Problem details | All lines from the one with "names.iter().map(|b| scorer.score(a, b)).sum::<f64>())" to the end of the data: return those exactly, and only those.

Recorded information |
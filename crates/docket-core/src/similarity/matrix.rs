//! All-pairs similarity matrix over distinct cleaned names

use std::collections::{HashMap, HashSet};
use std::sync::atomic::{AtomicUsize, Ordering};
use std::time::{Duration, Instant};

use rayon::prelude::*;

use super::scorer::SimilarityScorer;
use crate::error::{DocketError, Result};
use crate::frequency::DistinctCounts;

/// Number of progress reports over a full build (one per 5%)
const PROGRESS_STEPS: usize = 20;

/// Symmetric similarity matrix with named axes
///
/// Only the upper triangle (diagonal included) is stored, row by row.
#[derive(Debug, Clone, PartialEq)]
pub struct SimilarityMatrix {
    names: Vec<String>,
    index: HashMap<String, usize>,
    values: Vec<f64>,
    scorer: String,
}

impl SimilarityMatrix {
    /// Assemble a matrix from its packed upper triangle
    ///
    /// Fails with [`DocketError::MalformedPersistedMatrix`] when the parts are
    /// inconsistent: wrong value count, duplicate names, a score outside
    /// [0, 1] or a diagonal entry other than 1.
    pub fn from_packed(names: Vec<String>, values: Vec<f64>, scorer: impl Into<String>) -> Result<Self> {
        let n = names.len();
        let expected = packed_len(n);
        if values.len() != expected {
            return Err(DocketError::MalformedPersistedMatrix(format!(
                "{} names need {} packed scores, found {}",
                n,
                expected,
                values.len()
            )));
        }

        let index = name_index(&names)?;

        if let Some(pos) = values.iter().position(|v| !(0.0..=1.0).contains(v)) {
            return Err(DocketError::MalformedPersistedMatrix(format!(
                "score {} at packed position {} is outside [0, 1]",
                values[pos], pos
            )));
        }
        for i in 0..n {
            if values[packed_index(n, i, i)] != 1.0 {
                return Err(DocketError::MalformedPersistedMatrix(format!(
                    "self-similarity of '{}' is not 1",
                    names[i]
                )));
            }
        }

        Ok(Self {
            names,
            index,
            values,
            scorer: scorer.into(),
        })
    }

    pub fn len(&self) -> usize {
        self.names.len()
    }

    pub fn is_empty(&self) -> bool {
        self.names.is_empty()
    }

    /// Axis labels in index order
    pub fn names(&self) -> &[String] {
        &self.names
    }

    /// Name of the scorer that produced the scores
    pub fn scorer_name(&self) -> &str {
        &self.scorer
    }

    pub fn position(&self, name: &str) -> Option<usize> {
        self.index.get(name).copied()
    }

    /// Similarity of two indices
    ///
    /// Panics if either index is out of range.
    pub fn get(&self, i: usize, j: usize) -> f64 {
        let n = self.len();
        assert!(i < n && j < n, "index ({}, {}) out of range for {} names", i, j, n);
        self.values[packed_index(n, i, j)]
    }

    /// Distance (1 - similarity) of two indices
    pub fn distance(&self, i: usize, j: usize) -> f64 {
        1.0 - self.get(i, j)
    }

    /// Similarity of two names, if both are on the axes
    pub fn similarity(&self, a: &str, b: &str) -> Option<f64> {
        Some(self.get(self.position(a)?, self.position(b)?))
    }

    /// Packed upper triangle, row-major
    pub fn packed_values(&self) -> &[f64] {
        &self.values
    }

    /// Check that the axes hold exactly the names in `distinct`
    ///
    /// Order is not compared, so a matrix built from the same names in a
    /// different order is still accepted.
    pub fn check_labels(&self, distinct: &DistinctCounts) -> Result<()> {
        let missing: Vec<&str> = distinct
            .iter()
            .map(|(name, _)| name)
            .filter(|name| !self.index.contains_key(*name))
            .collect();
        let extra = self
            .names
            .iter()
            .filter(|name| !distinct.contains(name))
            .count();

        if missing.is_empty() && extra == 0 {
            return Ok(());
        }

        let example = missing
            .first()
            .map(|name| format!(" (e.g. '{}')", name))
            .unwrap_or_default();
        Err(DocketError::MalformedPersistedMatrix(format!(
            "matrix labels do not match the table: {} names missing{}, {} names not in the table",
            missing.len(),
            example,
            extra
        )))
    }
}

/// Progress of a matrix build, in scored cells of the upper triangle
#[derive(Debug, Clone, Copy, PartialEq)]
pub struct BuildProgress {
    pub cells_done: usize,
    pub cells_total: usize,
    pub elapsed: Duration,
}

impl BuildProgress {
    pub fn fraction(&self) -> f64 {
        if self.cells_total == 0 {
            1.0
        } else {
            self.cells_done as f64 / self.cells_total as f64
        }
    }

    /// Remaining time extrapolated from the rate so far
    pub fn remaining(&self) -> Option<Duration> {
        if self.cells_done == 0 {
            return None;
        }
        let left = (self.cells_total - self.cells_done) as f64;
        Some(self.elapsed.mul_f64(left / self.cells_done as f64))
    }
}

/// Receiver of build progress reports
///
/// Called from worker threads, roughly every 5% of the work.
pub trait ProgressSink: Sync {
    fn report(&self, progress: &BuildProgress);
}

/// Logs progress through `tracing`
#[derive(Debug, Clone, Copy, Default)]
pub struct LogProgress;

impl ProgressSink for LogProgress {
    fn report(&self, progress: &BuildProgress) {
        tracing::info!(
            "similarity matrix {:.0}% ({} of {} pairs), {:.1}s elapsed, ~{:.1}s remaining",
            progress.fraction() * 100.0,
            progress.cells_done,
            progress.cells_total,
            progress.elapsed.as_secs_f64(),
            progress.remaining().unwrap_or_default().as_secs_f64()
        );
    }
}

/// Discards progress reports
#[derive(Debug, Clone, Copy, Default)]
pub struct NoProgress;

impl ProgressSink for NoProgress {
    fn report(&self, _progress: &BuildProgress) {}
}

/// Score every pair of `names`
///
/// Rows of the upper triangle are scored in parallel, each into its own
/// slice of the packed storage. Self-similarity is fixed at 1.
pub fn build<S>(names: &[String], scorer: &S, progress: &dyn ProgressSink) -> Result<SimilarityMatrix>
where
    S: SimilarityScorer + ?Sized,
{
    let n = names.len();
    let index = name_index(names)?;
    let total = packed_len(n);
    let mut values = vec![0.0; total];

    let mut rows: Vec<(usize, &mut [f64])> = Vec::with_capacity(n);
    let mut rest = values.as_mut_slice();
    for i in 0..n {
        let (row, tail) = std::mem::take(&mut rest).split_at_mut(n - i);
        rows.push((i, row));
        rest = tail;
    }

    let start = Instant::now();
    let done = AtomicUsize::new(0);

    rows.into_par_iter().try_for_each(|(i, row)| -> Result<()> {
        row[0] = 1.0;
        for (offset, cell) in row.iter_mut().enumerate().skip(1) {
            let j = i + offset;
            let score = scorer.score(&names[i], &names[j]);
            if !(0.0..=1.0).contains(&score) {
                return Err(DocketError::ScoreOutOfRange {
                    a: names[i].clone(),
                    b: names[j].clone(),
                    score,
                });
            }
            *cell = score;
        }

        let len = row.len();
        let after = done.fetch_add(len, Ordering::Relaxed) + len;
        let before = after - len;
        if after * PROGRESS_STEPS / total > before * PROGRESS_STEPS / total {
            progress.report(&BuildProgress {
                cells_done: after,
                cells_total: total,
                elapsed: start.elapsed(),
            });
        }
        Ok(())
    })?;

    tracing::debug!(
        "scored {} pairs of {} names with {} in {:.2}s",
        total,
        n,
        scorer.name(),
        start.elapsed().as_secs_f64()
    );

    Ok(SimilarityMatrix {
        names: names.to_vec(),
        index,
        values,
        scorer: scorer.name().to_string(),
    })
}

/// Projected duration of a full matrix build
#[derive(Debug, Clone, Copy, PartialEq)]
pub struct BuildEstimate {
    pub names: usize,
    pub sampled_rows: usize,
    pub sample_elapsed: Duration,
    pub per_comparison: Duration,
    pub estimated_total: Duration,
}

/// Time `sample` full rows of the matrix and extrapolate to the n(n-1)/2
/// pairs a build scores
pub fn estimate_build_time<S>(names: &[String], scorer: &S, sample: usize) -> Result<BuildEstimate>
where
    S: SimilarityScorer + ?Sized,
{
    if sample == 0 {
        return Err(DocketError::InvalidParameter(
            "sample size must be at least 1".to_string(),
        ));
    }

    let n = names.len();
    let sampled_rows = sample.min(n);
    let start = Instant::now();

    let checksum: f64 = names[..sampled_rows]
        .par_iter()
        .map(|a| names.iter().map(|b| scorer.score(a, b)).sum::<f64>())
        .sum();
    let sample_elapsed = start.elapsed();
    tracing::debug!("estimate sample checksum {}", checksum);

    let comparisons = sampled_rows * n;
    let per_comparison = if comparisons == 0 {
        Duration::ZERO
    } else {
        sample_elapsed.div_f64(comparisons as f64)
    };
    // The diagonal is fixed at 1, so a build scores only the strict upper triangle
    let estimated_total = per_comparison.mul_f64(scored_pairs(n) as f64);

    Ok(BuildEstimate {
        names: n,
        sampled_rows,
        sample_elapsed,
        per_comparison,
        estimated_total,
    })
}

fn packed_len(n: usize) -> usize {
    n * (n + 1) / 2
}

fn scored_pairs(n: usize) -> usize {
    n * n.saturating_sub(1) / 2
}

/// Position of (i, j) in the packed upper triangle
fn packed_index(n: usize, i: usize, j: usize) -> usize {
    let (i, j) = if i <= j { (i, j) } else { (j, i) };
    i * (2 * n - i + 1) / 2 + (j - i)
}

fn name_index(names: &[String]) -> Result<HashMap<String, usize>> {
    let mut seen = HashSet::with_capacity(names.len());
    if let Some(dup) = names.iter().find(|name| !seen.insert(name.as_str())) {
        return Err(DocketError::MalformedPersistedMatrix(format!(
            "duplicate name '{}' on matrix axes",
            dup
        )));
    }
    Ok(names
        .iter()
        .enumerate()
        .map(|(i, name)| (name.clone(), i))
        .collect())
}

Result of the exercise |
        .map(|a| names.iter().map(|b| scorer.score(a, b)).sum::<f64>())
        .sum();
    let sample_elapsed = start.elapsed();
    tracing::debug!("estimate sample checksum {}", checksum);

    let comparisons = sampled_rows * n;
    let per_comparison = if comparisons == 0 {
        Duration::ZERO
    } else {
        sample_elapsed.div_f64(comparisons as f64)
    };
    // The diagonal is fixed at 1, so a build scores only the strict upper triangle
    let estimated_total = per_comparison.mul_f64(scored_pairs(n) as f64);

    Ok(BuildEstimate {
        names: n,
        sampled_rows,
        sample_elapsed,
        per_comparison,
        estimated_total,
    })
}

fn packed_len(n: usize) -> usize {
    n * (n + 1) / 2
}

fn scored_pairs(n: usize) -> usize {
    n * n.saturating_sub(1) / 2
}

/// Position of (i, j) in the packed upper triangle
fn packed_index(n: usize, i: usize, j: usize) -> usize {
    let (i, j) = if i <= j { (i, j) } else { (j, i) };
    i * (2 * n - i + 1) / 2 + (j - i)
}

fn name_index(names: &[String]) -> Result<HashMap<String, usize>> {
    let mut seen = HashSet::with_capacity(names.len());
    if let Some(dup) = names.iter().find(|name| !seen.insert(name.as_str())) {
        return Err(DocketError::MalformedPersistedMatrix(format!(
            "duplicate name '{}' on matrix axes",
            dup
        )));
    }
    Ok(names
        .iter()
        .enumerate()
        .map(|(i, name)| (name.clone(), i))
        .collect())
}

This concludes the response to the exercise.